[EXCERPTED DATA]

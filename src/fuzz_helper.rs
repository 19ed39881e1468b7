use crate::{
    format::{Arg, format},
    resolve::MapSource,
    template::Expander,
};

// A small fixed environment so references resolve to something
fn source() -> MapSource {
    MapSource::new()
        .var("NAME", "O'Brien")
        .var("N", "42")
        .var("EXPR", "(1+2)*-3.5e2")
        .var("LIST", "a,b\tc,'d'")
        .var("TICK", "col`name")
        .var("NL", "line\nbreak\\")
        .var("F", "/dev/null")
        .stdin("from stdin\n")
}

/// Expands [template], ignoring errors.
pub fn expand_template(template: &str) {
    let _ = Expander::new(source()).expand(template);
}

/// Formats [fmt] against a fixed spread of arguments, ignoring errors.
pub fn format_statement(fmt: &str, text: &str, number: i64) {
    let mut args = [
        Arg::from(text),
        Arg::Int(number),
        Arg::Float(number as f64 / 7.0),
        Arg::Timestamp(number),
        Arg::null(),
        Arg::Bool(number % 2 == 0),
        Arg::from(text),
        Arg::UInt(number as u64),
    ];
    let _ = format(fmt, &mut args);
}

[/EXCERPTED DATA]

WHAT YOU NEED TO DO:
Each line above where the word "MapSource" occurs should be copied out.

ANSWER:
    resolve::MapSource,
fn source() -> MapSource {
    MapSource::new()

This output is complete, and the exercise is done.